Thursday, May 16, 2013

Railway Line between Jaffa and Jerusalem

In 1888, the Sultan of the Ottoman Empire granted a concession to Yosef Navon, a Jerusalem Jew, for building a railway line between Jaffa and Jerusalem. Due to a lack of financial resources, Navon transferred his rights to a group of French capitalists. Construction lasted about two and a half years, and on the 5th of Tishrei, 5653 (26.9.1892), the railroad was inaugurated. The first locomotives and cars were manufactured in the United States and purchased from the De Leseps company after it failed to dig the Panama Canal and went bankrupt. The railroad was 87 kilometres long with a narrow gauge of 100 centimetres. Following World War I, the tracks were adjusted to a standard gauge of 143.5 centimetres which is customary today.
At first, a daily train ran in each direction. The journey took three hours and fifty minutes. Later on, the ride .was reduced by twenty minutes and the trains were more frequent as well: two or three ran in each direction every day.

My friend Merja gave me this cover with the nice stamps on them, postmarked on 16.6.1992. There are 4 stamps in the series issued to commemorate the Jaffa-Jerusalem railway. Each stamp is divided into four parts, the following explanation of each stamp is given right to left:

NIS 0.85 stamp: Part of a drawing of the "Baldwin" engine (made in the United States, 1918); greasing the wheels of a steam engine; a diesel-electric locomotive of the type in service on the line today; a passenger train climbing the bends of the Soreq River on the way to Jerusalem.

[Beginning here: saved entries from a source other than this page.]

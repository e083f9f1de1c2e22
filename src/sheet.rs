//! Flat, header-keyed record shape the attendance sheet is stored in.
//!
//! Every row is an object whose keys are column headers. Member rows carry
//! their identity columns plus one `O`/`X` cell per week; sentinel rows are
//! told apart by a reserved `memberId` and have `type` set to `SYSTEM`.

use serde::{Deserialize, Serialize};
use serde_json::{Map, Value};

use crate::calendar;
use crate::models::{
    text, AttendanceRow, AttendanceSheet, DateField, LockRow, Mark, MemberRow, MemberType,
    StatKind, StatRow, UnparsedDates, WeekLock,
};
use crate::reconcile::IDENTITY_HEADERS;

pub type RawRecord = Map<String, Value>;

const SYSTEM_TYPE: &str = "SYSTEM";

/// Attendance table as the remote store sends and receives it.
#[derive(Debug, Clone, Default, PartialEq, Serialize, Deserialize)]
#[serde(default)]
pub struct RawSheet {
    pub headers: Vec<String>,
    pub records: Vec<RawRecord>,
}

fn cell(record: &RawRecord, key: &str) -> String {
    record.get(key).map(text::from_value).unwrap_or_default()
}

fn is_identity(key: &str) -> bool {
    IDENTITY_HEADERS.contains(&key)
}

/// Parses stored records into typed rows. Stored statistic rows are kept
/// (they are stale by definition and get replaced on the next save); rows
/// with an unknown member type are skipped.
pub fn parse_records(records: &[RawRecord]) -> Vec<AttendanceRow> {
    records.iter().filter_map(parse_record).collect()
}

fn parse_record(record: &RawRecord) -> Option<AttendanceRow> {
    let id = cell(record, "memberId");
    let name = cell(record, "이름");
    let kind = cell(record, "type");

    if id == LockRow::ID || name == LockRow::LABEL {
        let weeks = record
            .iter()
            .filter(|(key, _)| calendar::find_week(key).is_some())
            .map(|(key, value)| (key.clone(), WeekLock::from_cell(&text::from_value(value))))
            .filter(|(_, state)| *state == WeekLock::Locked)
            .collect();
        return Some(AttendanceRow::Lock(LockRow { weeks }));
    }

    if let Some(stat) = StatKind::from_id(&id) {
        let cells = record
            .iter()
            .filter(|(key, _)| !is_identity(key))
            .map(|(key, value)| (key.clone(), text::from_value(value)))
            .collect();
        return Some(AttendanceRow::Stat(StatRow { kind: stat, cells }));
    }

    if kind == SYSTEM_TYPE {
        tracing::warn!(id = %id, name = %name, "skipping unrecognised system row");
        return None;
    }
    let Some(member_type) = MemberType::parse(&kind) else {
        tracing::warn!(name = %name, kind = %kind, "skipping row with unknown member type");
        return None;
    };

    let marks = record
        .iter()
        .filter(|(key, _)| !is_identity(key))
        .filter_map(|(key, value)| {
            Mark::from_cell(&text::from_value(value)).map(|mark| (key.clone(), mark))
        })
        .collect();

    let mut unparsed_dates = UnparsedDates::new();
    let birth_date = DateField::Birth.read(&cell(record, "생년월일"), &mut unparsed_dates);
    let reg_date = DateField::Registration.read(&cell(record, "등록일"), &mut unparsed_dates);
    let leave_date = DateField::Leave.read(&cell(record, "전출일"), &mut unparsed_dates);

    Some(AttendanceRow::Member(MemberRow {
        member_id: Some(id).filter(|id| !id.trim().is_empty()),
        member_type,
        name,
        group: cell(record, "반"),
        teacher: cell(record, "담임선생님"),
        birth_date,
        reg_date,
        leave_date,
        unparsed_dates,
        marks,
    }))
}

pub fn from_raw(raw: &RawSheet) -> AttendanceSheet {
    AttendanceSheet {
        headers: raw.headers.clone(),
        rows: parse_records(&raw.records),
    }
}

/// Writes every row with every header, so the stored table has no holes.
pub fn to_raw(sheet: &AttendanceSheet) -> RawSheet {
    let weeks: Vec<&str> = sheet
        .headers
        .iter()
        .map(String::as_str)
        .filter(|h| !is_identity(h))
        .collect();

    let records = sheet
        .rows
        .iter()
        .map(|row| {
            let mut record = RawRecord::new();
            let put = |record: &mut RawRecord, key: &str, value: String| {
                record.insert(key.to_string(), Value::String(value));
            };
            match row {
                AttendanceRow::Member(member) => {
                    put(&mut record, "memberId", member.member_id.clone().unwrap_or_default());
                    put(&mut record, "type", member.member_type.as_str().to_string());
                    put(&mut record, "이름", member.name.clone());
                    put(&mut record, "반", member.group.clone());
                    put(&mut record, "담임선생님", member.teacher.clone());
                    let unparsed = &member.unparsed_dates;
                    put(&mut record, "생년월일", DateField::Birth.write(member.birth_date, unparsed));
                    put(&mut record, "등록일", DateField::Registration.write(member.reg_date, unparsed));
                    put(&mut record, "전출일", DateField::Leave.write(member.leave_date, unparsed));
                    for week in &weeks {
                        let value = member.mark(week).map(|m| m.as_str()).unwrap_or("");
                        put(&mut record, week, value.to_string());
                    }
                }
                AttendanceRow::Lock(lock) => {
                    put_system(&mut record, LockRow::ID, LockRow::LABEL);
                    for week in &weeks {
                        put(&mut record, week, lock.state(week).as_str().to_string());
                    }
                }
                AttendanceRow::Stat(stat) => {
                    put_system(&mut record, stat.kind.id(), stat.kind.label());
                    for week in &weeks {
                        put(&mut record, week, stat.cell(week).to_string());
                    }
                }
            }
            record
        })
        .collect();

    RawSheet {
        headers: sheet.headers.clone(),
        records,
    }
}

fn put_system(record: &mut RawRecord, id: &str, label: &str) {
    for header in IDENTITY_HEADERS {
        record.insert(header.to_string(), Value::String(String::new()));
    }
    record.insert("memberId".into(), Value::String(id.to_string()));
    record.insert("type".into(), Value::String(SYSTEM_TYPE.to_string()));
    record.insert("이름".into(), Value::String(label.to_string()));
}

Above: a modern engine manufactured in USA (3000 hp). Below: a steam engine which was built in England in 1942 and taken out of service in 1958 (no. 70414).
NIS 1 stamp: a junction in Lod station; a mechanical signalling with semaphore arms in Lod station: an electric signalling board in Tel Aviv Central Station, which is meant to be joined to the Jerusalem line this year; a railroad layout map in Lod station. Above: A steam engine built in Scotland in 1935 (wheel classification 4-6-0). Below: one of the first five engines to operate on the line (2-6-0).
NIS 1.30 stamp: Part of the passenger timetable (1926); a train ticket for the Jaffa-Jerusalem line (before the founding of the State):a renovated passenger car; the interior of a passenger car. Above: a modern diesel locomotive (2000 hp). Below: A steam engine (0-6-0) and passenger cars that were built in England at the turn of the century. Some of the cars were in service until 1962.
NIS 1.60 stamp: Bar-Giora station; the railway station in Jaffa at the beginning of the century; a covered platform at Lod station; a frontal drawing of the station in Jerusalem. Above: one of the ten articulated railcar-sets which are due to arrive in Israel in the centennial year (1584 hp). Below: One of eleven railcar-sets built in Germany in the 1950's (1000 hp), which was taken out of service in the late '70s.